»»

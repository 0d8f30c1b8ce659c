use chrono::{DateTime, Utc};
use serde::{Deserialize, Serialize};

/// Metadata for a channel that is currently broadcasting.
#[derive(Debug, Clone, PartialEq, Eq, Serialize, Deserialize)]
pub struct LiveStream {
    /// Stream title.
    pub title: String,
    /// Game or category being streamed.
    pub game_name: String,
    /// Concurrent viewers at fetch time.
    pub viewer_count: u64,
    /// When the broadcast started, if reported.
    pub started_at: Option<DateTime<Utc>>,
}

impl LiveStream {
    pub fn new(title: impl Into<String>, game_name: impl Into<String>, viewer_count: u64) -> Self {
        Self {
            title: title.into(),
            game_name: game_name.into(),
            viewer_count,
            started_at: None,
        }
    }
}
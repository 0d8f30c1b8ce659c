//! Stream Monitor service implementation.
//!
//! The StreamMonitor owns the monitored channel set and its liveness state.
//! It announces itself, resolves names, seeds state from one snapshot and
//! then polls on a fixed interval until cancelled.

use std::collections::HashMap;
use std::sync::Arc;
use std::time::Duration;

use chrono::Local;
use platforms_client::{PlatformClient, PlatformError};
use serde::{Deserialize, Serialize};
use thiserror::Error;
use tokio_util::sync::CancellationToken;
use tracing::{debug, info, warn};

use super::bootstrap::{bootstrap, fetch_snapshot};
use super::events::MonitorEvent;
use super::tracker::{LivenessState, MonitoredChannels, reconcile};
use crate::config::{AppConfig, DEFAULT_CHECK_INTERVAL_SECS};
use crate::notification::Notifier;
use crate::{Error, Result};

/// Configuration for the stream monitor.
#[derive(Debug, Clone, Serialize, Deserialize)]
pub struct StreamMonitorConfig {
    /// Channel names in configuration order.
    pub channels: Vec<String>,
    /// Sleep between two polls.
    pub check_interval: Duration,
    /// Notify when a live channel goes offline.
    pub notify_on_offline: bool,
}

impl Default for StreamMonitorConfig {
    fn default() -> Self {
        Self {
            channels: Vec::new(),
            check_interval: Duration::from_secs(DEFAULT_CHECK_INTERVAL_SECS),
            notify_on_offline: false,
        }
    }
}

impl From<&AppConfig> for StreamMonitorConfig {
    fn from(config: &AppConfig) -> Self {
        Self {
            channels: config.channels.clone(),
            check_interval: config.check_interval,
            notify_on_offline: config.notify_on_offline,
        }
    }
}

#[derive(Debug, Clone, Copy, PartialEq, Eq)]
pub enum MonitorPhase {
    /// Not started yet, or `start` failed.
    Bootstrapping,
    /// Seeded; polling on the interval.
    SteadyPolling,
}

/// A steady-state poll that failed. State was left untouched.
#[derive(Debug, Error)]
#[error("poll cycle failed: {0}")]
pub struct CycleError(#[from] pub PlatformError);

/// Result of a completed poll.
#[derive(Debug, Clone, Copy, Default, PartialEq, Eq)]
pub struct CycleOutcome {
    /// Notifications sent this cycle.
    pub notified: usize,
    /// Channels live after this cycle.
    pub live: usize,
}

/// The stream monitor.
pub struct StreamMonitor<P, N> {
    config: StreamMonitorConfig,
    platform: Arc<P>,
    notifier: Arc<N>,
    channels: MonitoredChannels,
    state: LivenessState,
    phase: MonitorPhase,
    consecutive_failures: u32,
}

impl<P, N> StreamMonitor<P, N>
where
    P: PlatformClient,
    N: Notifier,
{
    pub fn new(config: StreamMonitorConfig, platform: Arc<P>, notifier: Arc<N>) -> Self {
        Self {
            config,
            platform,
            notifier,
            channels: MonitoredChannels::default(),
            state: LivenessState::default(),
            phase: MonitorPhase::Bootstrapping,
            consecutive_failures: 0,
        }
    }

    pub fn phase(&self) -> MonitorPhase {
        self.phase
    }

    pub fn channels(&self) -> &MonitoredChannels {
        &self.channels
    }

    pub fn state(&self) -> &LivenessState {
        &self.state
    }

    /// Failed polls since the last successful one.
    pub fn consecutive_failures(&self) -> u32 {
        self.consecutive_failures
    }

    /// Announce, connect, resolve channel ids and seed the liveness state.
    ///
    /// Every error here is fatal; the monitor stays in
    /// [`MonitorPhase::Bootstrapping`].
    pub async fn start(&mut self) -> Result<()> {
        if self.phase != MonitorPhase::Bootstrapping {
            return Err(Error::Other("stream monitor already started".to_string()));
        }

        let banner = MonitorEvent::Startup {
            platform: self.platform.platform_name().to_string(),
            channels: self.config.channels.clone(),
        };
        self.notifier.notify(&banner.title(), &banner.body()).await;

        self.platform.connect().await?;

        let resolved = if self.config.channels.is_empty() {
            HashMap::new()
        } else {
            self.platform.resolve_ids(&self.config.channels).await?
        };
        let channels = MonitoredChannels::from_resolved(&self.config.channels, &resolved);
        info!(
            platform = self.platform.platform_name(),
            monitored = channels.len(),
            configured = self.config.channels.len(),
            "Resolved monitored channels"
        );

        let state = bootstrap(self.platform.as_ref(), self.notifier.as_ref(), &channels).await?;

        self.channels = channels;
        self.state = state;
        self.phase = MonitorPhase::SteadyPolling;
        Ok(())
    }

    /// Run one steady-state cycle.
    ///
    /// On error the liveness state is exactly what it was before the call.
    pub async fn poll_once(&mut self) -> std::result::Result<CycleOutcome, CycleError> {
        info!(
            time = %Local::now().format("%Y-%m-%d %H:%M:%S"),
            "Polling for stream updates"
        );

        let snapshot = match fetch_snapshot(self.platform.as_ref(), &self.channels).await {
            Ok(snapshot) => snapshot,
            Err(e) => {
                self.consecutive_failures = self.consecutive_failures.saturating_add(1);
                return Err(CycleError(e));
            }
        };
        self.consecutive_failures = 0;

        let (transitions, next) = reconcile(&self.state, &snapshot, self.config.notify_on_offline);
        let notified = transitions.len();

        for transition in transitions {
            let url = self.platform.channel_url(&transition.name);
            let event = MonitorEvent::from_transition(transition, url);
            info!(kind = event.kind(), "{}", event.title());
            self.notifier.notify(&event.title(), &event.body()).await;
        }

        self.state = next;
        Ok(CycleOutcome {
            notified,
            live: self.state.live_count(),
        })
    }

    /// Poll, then sleep for the check interval, until `cancel` fires.
    ///
    /// A cycle in progress always completes; cancellation is observed
    /// between cycles and during the sleep.
    pub async fn run(&mut self, cancel: CancellationToken) -> Result<()> {
        if self.phase != MonitorPhase::SteadyPolling {
            return Err(Error::Other("stream monitor not started".to_string()));
        }

        info!(
            interval_secs = self.config.check_interval.as_secs(),
            channels = self.channels.len(),
            "Stream monitor running"
        );

        while !cancel.is_cancelled() {
            match self.poll_once().await {
                Ok(outcome) => {
                    debug!(notified = outcome.notified, live = outcome.live, "Poll complete");
                }
                Err(e) => {
                    warn!(
                        error = %e,
                        consecutive_failures = self.consecutive_failures,
                        "Error checking streams"
                    );
                }
            }

            tokio::select! {
                _ = cancel.cancelled() => break,
                _ = tokio::time::sleep(self.config.check_interval) => {}
            }
        }

        info!("Stream monitor stopped");
        Ok(())
    }
}
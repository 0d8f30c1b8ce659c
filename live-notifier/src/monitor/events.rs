//! Monitor events and their notification text.

use platforms_client::LiveStream;

use super::tracker::{Transition, TransitionKind};

/// Something the monitor tells the notifier about.
#[derive(Debug, Clone, PartialEq, Eq)]
pub enum MonitorEvent {
    /// Sent once, before anything is polled.
    Startup {
        platform: String,
        channels: Vec<String>,
    },
    /// Live when monitoring began.
    AlreadyLive {
        name: String,
        url: String,
        stream: LiveStream,
    },
    /// Went live between two cycles.
    WentLive {
        name: String,
        url: String,
        stream: LiveStream,
    },
    WentOffline {
        name: String,
        url: String,
    },
}

impl MonitorEvent {
    /// Event for a steady-state transition.
    pub fn from_transition(transition: Transition, url: String) -> Self {
        match transition.kind {
            TransitionKind::WentLive(stream) => Self::WentLive {
                name: transition.name,
                url,
                stream,
            },
            TransitionKind::WentOffline => Self::WentOffline {
                name: transition.name,
                url,
            },
        }
    }

    pub fn title(&self) -> String {
        match self {
            Self::Startup { platform, .. } => format!("🟡 {} Notifier Started", platform),
            Self::AlreadyLive { name, .. } => format!("🟢 {} is already LIVE!", name),
            Self::WentLive { name, .. } => format!("🔴 {} is now LIVE!", name),
            Self::WentOffline { name, .. } => format!("⚫ {} has gone offline.", name),
        }
    }

    pub fn body(&self) -> String {
        match self {
            Self::Startup { channels, .. } => format!("Monitoring: {}", channels.join(", ")),
            Self::AlreadyLive { url, stream, .. } | Self::WentLive { url, stream, .. } => {
                format!(
                    "{}\nGame: {}\nViewers: {}\n{}",
                    stream.title, stream.game_name, stream.viewer_count, url
                )
            }
            Self::WentOffline { name, url } => {
                format!("{} is no longer streaming.\n{}", name, url)
            }
        }
    }

    /// Short label for logs.
    pub fn kind(&self) -> &'static str {
        match self {
            Self::Startup { .. } => "startup",
            Self::AlreadyLive { .. } => "already_live",
            Self::WentLive { .. } => "went_live",
            Self::WentOffline { .. } => "went_offline",
        }
    }
}

#[cfg(test)]
mod tests {
    use super::*;

    fn stream() -> LiveStream {
        LiveStream::new("Speedrun any%", "Celeste", 1234)
    }

    #[test]
    fn test_startup_text() {
        let event = MonitorEvent::Startup {
            platform: "Twitch".to_string(),
            channels: vec!["alice".to_string(), "bob".to_string()],
        };
        assert_eq!(event.title(), "🟡 Twitch Notifier Started");
        assert_eq!(event.body(), "Monitoring: alice, bob");
    }

    #[test]
    fn test_live_texts() {
        let url = "https://twitch.tv/alice".to_string();
        let already = MonitorEvent::AlreadyLive {
            name: "alice".to_string(),
            url: url.clone(),
            stream: stream(),
        };
        let went = MonitorEvent::WentLive {
            name: "alice".to_string(),
            url,
            stream: stream(),
        };

        assert_eq!(already.title(), "🟢 alice is already LIVE!");
        assert_eq!(went.title(), "🔴 alice is now LIVE!");
        let body = "Speedrun any%\nGame: Celeste\nViewers: 1234\nhttps://twitch.tv/alice";
        assert_eq!(already.body(), body);
        assert_eq!(went.body(), body);
    }

    #[test]
    fn test_offline_from_transition() {
        let transition = Transition {
            id: "1".to_string(),
            name: "alice".to_string(),
            kind: TransitionKind::WentOffline,
        };
        let event = MonitorEvent::from_transition(transition, "https://twitch.tv/alice".to_string());

        assert_eq!(event.kind(), "went_offline");
        assert_eq!(event.title(), "⚫ alice has gone offline.");
        assert_eq!(
            event.body(),
            "alice is no longer streaming.\nhttps://twitch.tv/alice"
        );
    }
}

««

▸ **Required work**: Gather up, from the records above, each line where the word "longer" appears.

▸ **Written response**:
                format!("{} is no longer streaming.\n{}", name, url)
            "alice is no longer streaming.\nhttps://twitch.tv/alice"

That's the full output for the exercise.